In this work, we introduce inverse binomial sampling (IBS) as a powerful and simple technique for correctly and efficiently estimating log-likelihoods of simulator-based models. Crucially, IBS is a sampling method that provides uniformly unbiased estimates of the log-likelihood [17, 18] and calibrated estimates of their variance, which is also uniformly bounded.

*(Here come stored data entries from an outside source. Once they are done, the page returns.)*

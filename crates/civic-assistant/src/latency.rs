//! Simulated inference latency

use crate::AssistantError;
use rand::Rng;
use serde::{Deserialize, Serialize};
use std::time::Duration;

/// Bounds of the artificial delay before each reply
///
/// The delay is sampled uniformly from `min_ms..=max_ms`.
///
/// # Examples
///
/// ```
/// use civic_assistant::LatencyConfig;
///
/// let config = LatencyConfig::default();
/// assert_eq!((config.min_ms, config.max_ms), (400, 1200));
///
/// let config = LatencyConfig::instant();
/// assert!(config.sample().is_zero());
/// ```
#[derive(Debug, Clone, Copy, PartialEq, Eq, Serialize, Deserialize)]
pub struct LatencyConfig {
    /// Shortest delay in milliseconds
    /// Default: 400
    pub min_ms: u64,

    /// Longest delay in milliseconds
    /// Default: 1200
    pub max_ms: u64,
}

impl Default for LatencyConfig {
    fn default() -> Self {
        Self {
            min_ms: 400,
            max_ms: 1200,
        }
    }
}

impl LatencyConfig {
    /// No delay at all (tests, scripting)
    pub fn instant() -> Self {
        Self { min_ms: 0, max_ms: 0 }
    }

    /// Fixed delay
    pub fn fixed(ms: u64) -> Self {
        Self { min_ms: ms, max_ms: ms }
    }

    /// Reject inverted ranges
    pub fn validate(&self) -> Result<(), AssistantError> {
        if self.min_ms > self.max_ms {
            return Err(AssistantError::Config(format!(
                "latency min_ms ({}) exceeds max_ms ({})",
                self.min_ms, self.max_ms
            )));
        }
        Ok(())
    }

    /// Draw one delay from the configured range
    pub fn sample(&self) -> Duration {
        self.sample_with(&mut rand::thread_rng())
    }

    /// Draw one delay using the given random source
    pub fn sample_with<R: Rng + ?Sized>(&self, rng: &mut R) -> Duration {
        if self.min_ms >= self.max_ms {
            return Duration::from_millis(self.min_ms);
        }
        Duration::from_millis(rng.gen_range(self.min_ms..=self.max_ms))
    }

    /// Suspend the current task for one sampled delay
    pub async fn delay(&self) {
        let duration = self.sample();
        if !duration.is_zero() {
            tokio::time::sleep(duration).await;
        }
    }
}

#[cfg(test)]
mod tests {
    use super::*;
    use rand::rngs::StdRng;
    use rand::SeedableRng;

    #[test]
    fn test_samples_stay_in_range() {
        let config = LatencyConfig::default();
        let mut rng = StdRng::seed_from_u64(7);
        for _ in 0..1000 {
            let ms = config.sample_with(&mut rng).as_millis() as u64;
            assert!((400..=1200).contains(&ms));
        }
    }

    #[test]
    fn test_fixed_and_instant() {
        assert_eq!(LatencyConfig::fixed(25).sample(), Duration::from_millis(25));
        assert_eq!(LatencyConfig::instant().sample(), Duration::ZERO);
    }

    #[test]
    fn test_inverted_range_rejected() {
        let config = LatencyConfig { min_ms: 900, max_ms: 100 };
        assert!(matches!(config.validate(), Err(AssistantError::Config(_))));
        assert!(LatencyConfig::default().validate().is_ok());
    }

    #[tokio::test]
    async fn test_delay_waits() {
        let start = tokio::time::Instant::now();
        LatencyConfig::fixed(20).delay().await;
        assert!(start.elapsed() >= Duration::from_millis(20));
    }
}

We note that the problem of estimating functions f(p) from observations of a Bernoulli distribution with parameter p has been studied for mostly theoretical reasons in the mid-20th century, with major contributions represented by [17–21]. These works have largely focused on deriving the set of functions f(p) for which an unbiased estimate exists, and demonstrating that for those functions, the inverse sampling policy (see Methods) is in a precise sense ‘efficient’. Our main contribution here is to demonstrate that inverse binomial sampling provides a practically and theoretically efficient solution for a common problem in computational modeling; namely likelihood-free inference of complex models. To back up our claims, we provide theoretical arguments for the efficiency of IBS and a practical demonstration of its value for log-likelihood estimation and fitting of simulation-based models, in particular those used in computational cognitive science. We note that [22] had previously proposed inverse binomial sampling as a method for likelihood-free inference for certain econometric models, but did not present an empirical assessment of the quality of the estimation and to our knowledge has not led to further adoption of IBS.

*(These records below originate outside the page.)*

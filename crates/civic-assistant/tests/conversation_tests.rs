//! End-to-end conversation behavior over real stores

use civic_assistant::{
    render_message, AssistantConfig, AssistantError, BuiltinRulebook, Conversation,
    DisplaySegment, LatencyConfig, RuleMatcher, Rulebook,
};
use civic_domain::traits::{MessageFeed, SessionStore};
use civic_domain::{Department, Message, MessageId, Partition, Role};
use civic_store::{MemoryStore, SqliteStore, StoreError, Subscription};
use std::sync::atomic::{AtomicBool, Ordering};
use std::sync::Arc;
use std::time::Duration;

fn portal() -> RuleMatcher {
    RuleMatcher::new(Rulebook::builtin(BuiltinRulebook::Portal).unwrap())
}

/// Store double whose writes can be switched off
struct FlakyStore {
    inner: MemoryStore,
    fail_appends: AtomicBool,
}

impl FlakyStore {
    fn new() -> Self {
        Self {
            inner: MemoryStore::new(),
            fail_appends: AtomicBool::new(false),
        }
    }

    fn set_failing(&self, failing: bool) {
        self.fail_appends.store(failing, Ordering::SeqCst);
    }
}

impl SessionStore for FlakyStore {
    type Error = StoreError;
    type Feed = Subscription;

    async fn append(&self, message: Message) -> Result<MessageId, StoreError> {
        if self.fail_appends.load(Ordering::SeqCst) {
            return Err(StoreError::InvalidData("network unavailable".to_string()));
        }
        self.inner.append(message).await
    }

    async fn history(&self, partition: &Partition) -> Result<Vec<Message>, StoreError> {
        self.inner.history(partition).await
    }

    fn subscribe(&self, partition: Partition) -> Result<Subscription, StoreError> {
        self.inner.subscribe(partition)
    }

    fn close(&self) {
        self.inner.close();
    }
}

#[tokio::test]
async fn test_documents_scenario_end_to_end() {
    let store = Arc::new(MemoryStore::new());
    let conversation = Conversation::from_config(store, &AssistantConfig::instant()).unwrap();
    conversation.switch_department(Department::Tax);

    let turn = conversation
        .send("What documents do I need to file?")
        .await
        .unwrap()
        .unwrap();

    let response = turn.reply.data.as_ref().unwrap();
    assert!(response.text.contains("W-2s"));
    assert!(response.citations.iter().any(|c| c.source.contains("IRS")));

    let segments = render_message(&turn.reply);
    assert!(segments.iter().any(|s| matches!(
        s,
        DisplaySegment::Link { label, .. } if label == "W-2s"
    )));
    assert!(segments.iter().all(DisplaySegment::is_resolved));
}

#[tokio::test]
async fn test_concurrent_open_bootstraps_once() {
    let store = Arc::new(MemoryStore::new());
    let conversation = Arc::new(Conversation::new(
        store.clone(),
        portal(),
        LatencyConfig::instant(),
    ));

    let mut handles = Vec::new();
    for _ in 0..8 {
        let conversation = Arc::clone(&conversation);
        handles.push(tokio::spawn(async move {
            conversation.open(Department::Vehicle).await.map(|_| ())
        }));
    }
    for handle in handles {
        handle.await.unwrap().unwrap();
    }

    let history = conversation.history(Department::Vehicle).await.unwrap();
    assert_eq!(history.len(), 1);
    assert_eq!(history[0].role, Role::Assistant);
    assert_eq!(history[0].content, "How can I help you with Vehicle Services?");
}

#[tokio::test]
async fn test_welcome_precedes_first_user_message() {
    let store = Arc::new(MemoryStore::new());
    let conversation = Conversation::new(store, portal(), LatencyConfig::instant());

    conversation.send("hello").await.unwrap();
    conversation.send("tax").await.unwrap();

    let history = conversation.history(Department::Home).await.unwrap();
    let welcomes = history
        .iter()
        .filter(|m| m.content == "Welcome to CivicSphere.")
        .count();
    assert_eq!(welcomes, 1);
    assert_eq!(history[0].content, "Welcome to CivicSphere.");
    assert_eq!(history[1].role, Role::User);
    assert_eq!(history.len(), 5);
}

#[tokio::test]
async fn test_pending_reply_stays_in_original_department() {
    let store = Arc::new(MemoryStore::new());
    let conversation = Arc::new(Conversation::new(
        store,
        portal(),
        LatencyConfig::fixed(50),
    ));
    conversation.switch_department(Department::Vehicle);

    let pending = conversation.submit("What is the late fee?");
    conversation.switch_department(Department::Housing);

    let turn = pending.await.unwrap().unwrap().unwrap();
    assert_eq!(turn.reply.department, Department::Vehicle);
    assert_eq!(turn.rule.as_deref(), Some("vehicle-fees"));
    assert_eq!(conversation.department(), Department::Housing);

    assert_eq!(conversation.history(Department::Vehicle).await.unwrap().len(), 3);
    assert!(conversation.history(Department::Housing).await.unwrap().is_empty());
}

#[tokio::test]
async fn test_latency_does_not_block_other_sessions() {
    let store = Arc::new(MemoryStore::new());
    let slow = Arc::new(Conversation::new(
        store.clone(),
        portal(),
        LatencyConfig::fixed(300),
    ));
    let fast = Conversation::new(store, portal(), LatencyConfig::instant());

    let pending = slow.submit("hello");
    let turn = tokio::time::timeout(Duration::from_millis(200), fast.send("hello"))
        .await
        .expect("fast session should not wait for the slow one")
        .unwrap();
    assert!(turn.is_some());
    assert!(!pending.is_finished());

    pending.await.unwrap().unwrap();
}

#[tokio::test]
async fn test_store_failure_abandons_turn() {
    let store = Arc::new(FlakyStore::new());
    let conversation = Conversation::new(store.clone(), portal(), LatencyConfig::instant());
    conversation.switch_department(Department::Housing);
    conversation.ensure_welcome(Department::Housing).await.unwrap();

    store.set_failing(true);
    let result = conversation.send("income limit").await;
    assert!(matches!(result, Err(AssistantError::Store(_))));
    assert_eq!(conversation.history(Department::Housing).await.unwrap().len(), 1);

    // The session stays usable once the store recovers
    store.set_failing(false);
    let turn = conversation.send("income limit").await.unwrap().unwrap();
    assert_eq!(turn.rule.as_deref(), Some("housing-income-limits"));
    assert_eq!(conversation.history(Department::Housing).await.unwrap().len(), 3);
}

#[tokio::test]
async fn test_failed_bootstrap_is_retried_on_next_send() {
    let store = Arc::new(FlakyStore::new());
    let conversation = Conversation::new(store.clone(), portal(), LatencyConfig::instant());

    store.set_failing(true);
    assert!(conversation.send("hello").await.is_err());
    assert!(conversation.history(Department::Home).await.unwrap().is_empty());

    store.set_failing(false);
    conversation.send("hello").await.unwrap();
    let history = conversation.history(Department::Home).await.unwrap();
    assert_eq!(history.len(), 3);
    assert_eq!(history[0].content, "Welcome to CivicSphere.");
}

#[tokio::test]
async fn test_feed_follows_turns() {
    let store = Arc::new(SqliteStore::new(":memory:").unwrap());
    let conversation = Conversation::new(store, portal(), LatencyConfig::instant());
    conversation.switch_department(Department::Benefits);

    let mut feed = conversation.open(Department::Benefits).await.unwrap();
    let first = feed.next_snapshot().await.unwrap().unwrap();
    assert_eq!(first.len(), 1);

    conversation.send("how do I apply").await.unwrap();

    // One snapshot per append; drain until both appends are visible
    let mut latest = first;
    while latest.len() < 3 {
        latest = feed.next_snapshot().await.unwrap().unwrap();
    }
    assert_eq!(latest[1].content, "how do I apply");
    assert!(latest[2].content.starts_with("To apply for benefits"));

    feed.restart();
    assert_eq!(feed.next_snapshot().await.unwrap().unwrap(), latest);

    conversation.store().close();
    assert!(feed.next_snapshot().await.is_none());
}
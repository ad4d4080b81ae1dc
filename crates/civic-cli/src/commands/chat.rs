//! Chat command implementation.

use crate::cli::ChatArgs;
use crate::config::Config;
use crate::error::{CliError, Result};
use crate::output::Formatter;
use crate::repl;
use civic_assistant::{Conversation, RuleMatcher};
use civic_domain::traits::SessionStore;
use civic_domain::SessionId;
use std::sync::Arc;

/// Execute the chat command.
pub async fn execute_chat<S: SessionStore>(
    args: ChatArgs,
    store: Arc<S>,
    config: &Config,
    formatter: &Formatter,
) -> Result<()> {
    config.assistant.validate()?;
    let matcher = RuleMatcher::new(config.assistant.load_rulebook()?);

    let session = match args.session {
        Some(token) => SessionId::new(token).map_err(CliError::InvalidInput)?,
        None => SessionId::generate(),
    };

    let conversation = Conversation::with_session(store, matcher, config.assistant.latency, session);
    if let Some(department) = args.department {
        conversation.switch_department(department.into());
    }

    repl::run_repl(conversation, config.settings.history_size, formatter).await
}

The paper is structured as follows. In the Methods, after setting the stage with useful “Definitions and notation”, we describe more in detail the issues with the fixed sampling method and why they cannot be fixed (“Why fixed sampling fails”). We then present a series of arguments for why IBS solves these issues, and in particular why being unbiased here is of particular relevance (“Is inverse binomial sampling really better?”). In the Results, we present an empirical comparison of IBS and fixed sampling in the setting of maximum-likelihood estimation. As case studies, we take three model-fitting problems of increasing complexity from computational cognitive science: an ‘orientation discrimination’ task, a ‘change localization’ task, and a complex sequential decision making task. In all problems, IBS generally produces lower error in the estimated parameters than fixed sampling with the same average number of samples. IBS also returns solutions that are very close in value to the true maximum log-likelihood. We conclude by discussing further applications and extensions of IBS in the Discussion. Our theoretical analyses and empirical results demonstrate the potential of IBS as a practical, robust, and easy-to-implement method for log-likelihood evaluation when exact or numerical solutions are unavailable.

Implementations of IBS with tutorials and examples are available at the following link: https://github.com/lacerbi/ibs.

Methods

Definitions and notation

The two fundamental ingredients to run IBS are:

A data set consisting of N ‘trials’ characterized by ‘stimuli’ s_i and discrete ‘responses’ r_i.
A generative model g for the data (also known as a ‘simulator’): a stochastic function that takes as input a stimulus s and a parameter vector θ (and possibly other information) and outputs a response r.

In this section we expand on and provide motivations for the above assumptions, and introduce related definitions and notation used in the rest of the paper.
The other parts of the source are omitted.